=== TASK BRIEF ===
The number of lines holding the string "options" is all that is wanted; count them in the records below.

Saved entries:
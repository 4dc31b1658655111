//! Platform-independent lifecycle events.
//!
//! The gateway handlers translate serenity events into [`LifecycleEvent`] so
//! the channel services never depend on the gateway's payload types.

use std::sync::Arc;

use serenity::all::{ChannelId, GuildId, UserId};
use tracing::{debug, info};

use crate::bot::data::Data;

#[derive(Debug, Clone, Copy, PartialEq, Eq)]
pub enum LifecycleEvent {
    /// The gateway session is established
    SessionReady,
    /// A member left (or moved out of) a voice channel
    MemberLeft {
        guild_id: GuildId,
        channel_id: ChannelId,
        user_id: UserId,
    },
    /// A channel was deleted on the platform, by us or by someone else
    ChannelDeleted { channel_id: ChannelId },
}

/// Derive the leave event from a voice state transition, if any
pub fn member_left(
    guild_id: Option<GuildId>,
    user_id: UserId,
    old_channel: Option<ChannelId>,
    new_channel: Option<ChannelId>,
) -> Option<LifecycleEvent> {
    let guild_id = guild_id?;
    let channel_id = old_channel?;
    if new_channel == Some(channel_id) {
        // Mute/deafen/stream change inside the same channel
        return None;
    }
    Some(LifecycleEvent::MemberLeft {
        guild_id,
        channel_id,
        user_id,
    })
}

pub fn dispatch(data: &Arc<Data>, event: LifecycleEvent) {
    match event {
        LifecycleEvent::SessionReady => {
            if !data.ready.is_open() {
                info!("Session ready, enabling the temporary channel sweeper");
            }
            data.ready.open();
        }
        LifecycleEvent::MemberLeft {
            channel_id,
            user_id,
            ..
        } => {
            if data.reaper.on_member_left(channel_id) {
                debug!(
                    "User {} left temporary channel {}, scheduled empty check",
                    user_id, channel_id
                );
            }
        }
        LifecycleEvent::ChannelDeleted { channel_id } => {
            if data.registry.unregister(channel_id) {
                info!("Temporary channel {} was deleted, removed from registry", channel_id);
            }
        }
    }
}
* * *
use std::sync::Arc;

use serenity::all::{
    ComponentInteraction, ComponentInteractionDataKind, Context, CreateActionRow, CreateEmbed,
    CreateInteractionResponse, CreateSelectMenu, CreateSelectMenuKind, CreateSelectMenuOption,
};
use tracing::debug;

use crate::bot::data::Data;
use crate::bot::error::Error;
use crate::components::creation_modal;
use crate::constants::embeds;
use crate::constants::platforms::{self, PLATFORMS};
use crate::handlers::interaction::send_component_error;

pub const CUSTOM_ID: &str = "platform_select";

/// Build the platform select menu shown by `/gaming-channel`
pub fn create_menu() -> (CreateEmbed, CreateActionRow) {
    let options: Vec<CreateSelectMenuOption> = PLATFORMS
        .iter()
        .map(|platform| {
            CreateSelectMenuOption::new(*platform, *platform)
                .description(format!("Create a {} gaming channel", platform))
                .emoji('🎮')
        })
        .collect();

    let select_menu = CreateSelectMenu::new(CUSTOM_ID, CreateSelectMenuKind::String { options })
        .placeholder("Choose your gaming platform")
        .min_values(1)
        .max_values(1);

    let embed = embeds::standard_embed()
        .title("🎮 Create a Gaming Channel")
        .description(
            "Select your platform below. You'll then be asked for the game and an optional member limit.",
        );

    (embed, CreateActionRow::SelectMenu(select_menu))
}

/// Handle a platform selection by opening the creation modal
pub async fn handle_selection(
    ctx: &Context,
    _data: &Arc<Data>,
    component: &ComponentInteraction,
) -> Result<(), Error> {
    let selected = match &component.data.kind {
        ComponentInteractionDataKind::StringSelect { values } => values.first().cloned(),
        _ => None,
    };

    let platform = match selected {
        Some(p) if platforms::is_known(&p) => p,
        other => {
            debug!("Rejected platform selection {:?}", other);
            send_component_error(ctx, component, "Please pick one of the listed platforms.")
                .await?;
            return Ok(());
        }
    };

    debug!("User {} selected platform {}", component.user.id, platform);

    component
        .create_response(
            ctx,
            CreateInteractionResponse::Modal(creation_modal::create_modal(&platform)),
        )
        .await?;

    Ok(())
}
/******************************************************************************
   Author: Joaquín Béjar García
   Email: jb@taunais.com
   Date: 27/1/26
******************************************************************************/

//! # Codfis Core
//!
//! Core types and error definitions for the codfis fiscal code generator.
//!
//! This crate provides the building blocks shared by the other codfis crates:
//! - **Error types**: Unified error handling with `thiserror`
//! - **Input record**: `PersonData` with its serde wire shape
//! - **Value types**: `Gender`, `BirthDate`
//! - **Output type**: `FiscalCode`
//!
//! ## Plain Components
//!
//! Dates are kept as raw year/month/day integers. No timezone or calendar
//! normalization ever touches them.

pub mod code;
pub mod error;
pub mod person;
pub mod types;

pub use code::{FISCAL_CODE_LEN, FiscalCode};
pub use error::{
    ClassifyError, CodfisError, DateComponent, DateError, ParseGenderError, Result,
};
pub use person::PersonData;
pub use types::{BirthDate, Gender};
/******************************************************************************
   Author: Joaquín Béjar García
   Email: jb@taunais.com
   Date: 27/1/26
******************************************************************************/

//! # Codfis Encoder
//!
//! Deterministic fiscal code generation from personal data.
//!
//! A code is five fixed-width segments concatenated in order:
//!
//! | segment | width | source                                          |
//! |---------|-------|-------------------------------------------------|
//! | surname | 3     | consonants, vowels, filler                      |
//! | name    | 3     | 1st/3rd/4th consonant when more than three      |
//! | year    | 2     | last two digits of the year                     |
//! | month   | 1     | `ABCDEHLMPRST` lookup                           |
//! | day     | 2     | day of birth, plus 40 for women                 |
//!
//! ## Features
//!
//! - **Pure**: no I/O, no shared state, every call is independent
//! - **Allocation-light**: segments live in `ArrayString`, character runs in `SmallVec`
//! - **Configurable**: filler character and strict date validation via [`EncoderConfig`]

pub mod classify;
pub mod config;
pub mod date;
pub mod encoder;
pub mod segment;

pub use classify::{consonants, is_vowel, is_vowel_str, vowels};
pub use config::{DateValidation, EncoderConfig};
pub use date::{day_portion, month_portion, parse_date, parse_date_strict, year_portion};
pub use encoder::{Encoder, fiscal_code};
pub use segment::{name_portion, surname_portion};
* * *
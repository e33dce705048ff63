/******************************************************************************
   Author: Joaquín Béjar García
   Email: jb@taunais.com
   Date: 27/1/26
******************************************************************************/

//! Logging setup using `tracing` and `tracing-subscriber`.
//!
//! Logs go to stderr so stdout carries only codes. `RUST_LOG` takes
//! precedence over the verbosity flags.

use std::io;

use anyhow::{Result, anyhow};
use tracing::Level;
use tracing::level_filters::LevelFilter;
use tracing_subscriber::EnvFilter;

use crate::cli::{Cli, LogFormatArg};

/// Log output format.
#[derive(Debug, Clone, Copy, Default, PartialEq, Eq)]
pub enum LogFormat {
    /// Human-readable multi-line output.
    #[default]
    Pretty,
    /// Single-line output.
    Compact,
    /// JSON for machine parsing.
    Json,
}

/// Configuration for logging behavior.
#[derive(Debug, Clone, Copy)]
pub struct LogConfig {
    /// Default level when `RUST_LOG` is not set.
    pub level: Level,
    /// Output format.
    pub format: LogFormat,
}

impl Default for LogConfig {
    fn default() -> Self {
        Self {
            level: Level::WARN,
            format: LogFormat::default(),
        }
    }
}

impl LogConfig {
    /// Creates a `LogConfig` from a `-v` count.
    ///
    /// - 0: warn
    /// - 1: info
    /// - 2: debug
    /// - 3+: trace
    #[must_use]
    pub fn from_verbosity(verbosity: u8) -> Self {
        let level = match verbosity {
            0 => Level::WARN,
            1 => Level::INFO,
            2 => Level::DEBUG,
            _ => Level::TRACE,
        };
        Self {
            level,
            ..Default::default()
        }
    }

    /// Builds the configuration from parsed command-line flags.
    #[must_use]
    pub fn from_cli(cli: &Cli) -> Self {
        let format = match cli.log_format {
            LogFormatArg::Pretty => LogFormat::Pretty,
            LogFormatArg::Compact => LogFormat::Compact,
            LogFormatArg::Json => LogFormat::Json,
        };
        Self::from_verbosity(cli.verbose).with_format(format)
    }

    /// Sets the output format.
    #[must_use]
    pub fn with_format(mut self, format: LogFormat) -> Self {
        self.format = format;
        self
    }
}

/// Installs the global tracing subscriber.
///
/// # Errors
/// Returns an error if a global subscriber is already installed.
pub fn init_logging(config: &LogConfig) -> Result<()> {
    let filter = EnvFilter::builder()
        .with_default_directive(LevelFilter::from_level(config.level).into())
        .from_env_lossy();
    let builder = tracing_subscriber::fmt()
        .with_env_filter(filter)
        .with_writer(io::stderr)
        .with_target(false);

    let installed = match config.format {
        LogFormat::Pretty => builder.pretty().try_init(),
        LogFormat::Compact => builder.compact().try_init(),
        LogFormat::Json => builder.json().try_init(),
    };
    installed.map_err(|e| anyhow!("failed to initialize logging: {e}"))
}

=== YOUR SOLUTION ===
2